Village in Valais, Switzerland

Haute-Nendaz is a village in the municipality of Nendaz, Canton Valais, Switzerland. It is situated on plateau at an altitude between 1300m and 1500m. In winter, it forms part of the 4 Vallées ski resort and is one of the most extensive ski areas in Europe, with a ski area of over 400 km.

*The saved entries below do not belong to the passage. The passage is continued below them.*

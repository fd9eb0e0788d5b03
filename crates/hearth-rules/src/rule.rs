//! Rule, predicate, and action entities

use chrono::{DateTime, Utc};
use hearth_matcher::DurationSpec;
use serde::{Deserialize, Serialize};
use std::fmt;
use std::sync::Arc;
use tokio::task::JoinHandle;

use crate::condition::ConditionExpr;
use crate::provider::{ActionHandler, PredicateHandler, PredicateKind};

/// Rule configuration: opaque text plus lifecycle flag
#[derive(Debug, Clone, PartialEq, Serialize, Deserialize)]
pub struct RuleConfig {
    /// Human-readable name
    pub name: String,

    /// The full `when ... then ...` text
    pub rule_string: String,

    /// Whether the rule evaluates on notifications
    #[serde(default = "default_active")]
    pub active: bool,
}

fn default_active() -> bool {
    true
}

/// A bound predicate inside a rule
pub struct Predicate {
    /// Deterministic id: `prd-<ruleId>-<ordinal>`
    pub id: String,

    /// Original token text the provider consumed
    pub token: String,

    /// State or event
    pub kind: PredicateKind,

    /// The bound handler instance
    pub handler: Arc<dyn PredicateHandler>,

    /// Optional `for` duration qualifier
    pub r#for: Option<DurationSpec>,

    /// Only fires the rule, never holds it
    pub just_trigger: bool,

    /// Only holds the rule, never fires it
    pub just_condition: bool,

    /// When the predicate last changed
    pub last_change: Option<DateTime<Utc>>,

    /// Whether the `for` duration requirement is currently satisfied
    pub time_achieved: bool,

    /// Timer counting down the `for` duration
    pub(crate) for_timer: Option<JoinHandle<()>>,
}

impl fmt::Debug for Predicate {
    fn fmt(&self, f: &mut fmt::Formatter<'_>) -> fmt::Result {
        f.debug_struct("Predicate")
            .field("id", &self.id)
            .field("token", &self.token)
            .field("kind", &self.kind)
            .field("for", &self.r#for)
            .field("just_trigger", &self.just_trigger)
            .field("just_condition", &self.just_condition)
            .field("time_achieved", &self.time_achieved)
            .finish()
    }
}

/// A bound action inside a rule
pub struct Action {
    /// Deterministic id: `act-<ruleId>-<ordinal>`
    pub id: String,

    /// Original token text the provider consumed
    pub token: String,

    /// The bound handler instance
    pub handler: Arc<dyn ActionHandler>,

    /// Optional `after` delay qualifier
    pub after: Option<DurationSpec>,

    /// Optional `for` auto-revert qualifier
    pub r#for: Option<DurationSpec>,

    /// Pending delayed execution
    pub(crate) delay_timer: Option<JoinHandle<()>>,

    /// Pending auto-revert
    pub(crate) restore_timer: Option<JoinHandle<()>>,
}

impl fmt::Debug for Action {
    fn fmt(&self, f: &mut fmt::Formatter<'_>) -> fmt::Result {
        f.debug_struct("Action")
            .field("id", &self.id)
            .field("token", &self.token)
            .field("after", &self.after)
            .field("for", &self.r#for)
            .finish()
    }
}

/// One parsed and bound rule
pub struct Rule {
    /// Unique identifier
    pub id: String,

    /// Human-readable name
    pub name: String,

    /// Original full rule string
    pub rule_string: String,

    /// The condition segment text
    pub condition_token: String,

    /// The actions segment text
    pub actions_token: String,

    /// Compiled condition tree over `predicates`
    pub condition: ConditionExpr,

    /// Bound predicates, in declaration order
    pub predicates: Vec<Predicate>,

    /// Bound actions, in declaration order
    pub actions: Vec<Action>,

    /// Whether the rule evaluates on notifications
    pub active: bool,

    /// Listener tasks, one per listened predicate
    pub(crate) listeners: Vec<JoinHandle<()>>,
}

impl Rule {
    /// Find a predicate's position by its id
    pub fn predicate_index(&self, predicate_id: &str) -> Option<usize> {
        self.predicates.iter().position(|p| p.id == predicate_id)
    }

    /// Detach everything: abort listeners and timers, destroy handlers
    ///
    /// Aborting outstanding timers before handler teardown is a correctness
    /// requirement: a timer must never fire into destroyed state.
    pub(crate) fn destroy(&mut self) {
        for listener in self.listeners.drain(..) {
            listener.abort();
        }
        for predicate in &mut self.predicates {
            if let Some(timer) = predicate.for_timer.take() {
                timer.abort();
            }
            predicate.handler.destroy();
        }
        for action in &mut self.actions {
            if let Some(timer) = action.delay_timer.take() {
                timer.abort();
            }
            if let Some(timer) = action.restore_timer.take() {
                timer.abort();
            }
            action.handler.destroy();
        }
    }
}

impl fmt::Debug for Rule {
    fn fmt(&self, f: &mut fmt::Formatter<'_>) -> fmt::Result {
        f.debug_struct("Rule")
            .field("id", &self.id)
            .field("name", &self.name)
            .field("rule_string", &self.rule_string)
            .field("active", &self.active)
            .field("predicates", &self.predicates)
            .field("actions", &self.actions)
            .finish()
    }
}

#[cfg(test)]
mod tests {
    use super::*;

    #[test]
    fn test_rule_config_round_trip() {
        let config = RuleConfig {
            name: "Night light".to_string(),
            rule_string: "when presence detected then turn on the light".to_string(),
            active: true,
        };

        let json = serde_json::to_string(&config).unwrap();
        let back: RuleConfig = serde_json::from_str(&json).unwrap();
        assert_eq!(back, config);
    }

    #[test]
    fn test_rule_config_active_defaults_to_true() {
        let config: RuleConfig = serde_json::from_str(
            r#"{"name": "r", "rule_string": "when predicate 1 then action 1"}"#,
        )
        .unwrap();
        assert!(config.active);
    }
}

It is located close to Sion, the capital of Valais.

== History ==
Earliest documents date Nendaz back to 985. Until the 19th century, the Nendaz community was largely based on agriculture. When traces of gold were found, the region went through a brief gold rush. The main source of mineral wealth remains carbon extracted from Aproz.

When Switzerland's tourism industry blossomed again after World War II, Nendaz started their first cablecart lift and the start of Télénendaz. Nendaz went into rapid expansion afterwards. Large chalets were rapidly being built on previously forested areas, and more ski resorts were added, namely in Siviez (then named Super-Nendaz).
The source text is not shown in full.